*EXTRACTED MATERIAL*:
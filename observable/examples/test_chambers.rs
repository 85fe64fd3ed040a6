use std::{env, rc::Rc, sync::Arc, thread};

use common::subject_observer::Subject;
use log::info;
use observable::{
    observers::{CheeringObserver, LoggingObserver, ObserverKind},
    SyncTestChambers, TestChambers,
};
use simple_logger::SimpleLogger;
use strum::IntoEnumIterator;

const WORKERS: usize = 4;

fn main() -> anyhow::Result<()> {
    SimpleLogger::new()
        .with_level(log::LevelFilter::Info)
        .env()
        .init()?;

    let steps = match env::args().nth(1) {
        Some(arg) => arg.parse::<u32>()?,
        None => 1,
    };

    let mut test_chambers = TestChambers::default();
    let observer = Rc::new(LoggingObserver);
    test_chambers.register_observer(observer.clone());
    test_chambers.register_observer(Rc::new(CheeringObserver));

    for _ in 0..steps {
        test_chambers.next_test_chamber();
    }

    test_chambers.unregister_observer(observer);

    info!(
        "Reached test chamber {}",
        test_chambers.test_chamber_number()
    );

    let shared_chambers = Arc::new(SyncTestChambers::default());
    for kind in ObserverKind::iter() {
        shared_chambers.register_observer(kind.build_sync())?;
    }

    let workers = (0..WORKERS)
        .map(|_| {
            let chambers = shared_chambers.clone();
            thread::spawn(move || -> anyhow::Result<()> {
                for _ in 0..steps {
                    chambers.next_test_chamber()?;
                }
                Ok(())
            })
        })
        .collect::<Vec<_>>();
    for worker in workers {
        worker
            .join()
            .map_err(|_| anyhow::anyhow!("test chamber worker panicked"))??;
    }

    info!(
        "{} workers reached test chamber {}",
        WORKERS,
        shared_chambers.test_chamber_number()?
    );
    Ok(())
}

*WORK TO COMPLETE*: Everything from the line containing "chambers.next_test_chamber()?;" through the end of the entries above should be retyped exactly, and nothing else.

*EXPECTED ANSWER*:
                    chambers.next_test_chamber()?;
                }
                Ok(())
            })
        })
        .collect::<Vec<_>>();
    for worker in workers {
        worker
            .join()
            .map_err(|_| anyhow::anyhow!("test chamber worker panicked"))??;
    }

    info!(
        "{} workers reached test chamber {}",
        WORKERS,
        shared_chambers.test_chamber_number()?
    );
    Ok(())
}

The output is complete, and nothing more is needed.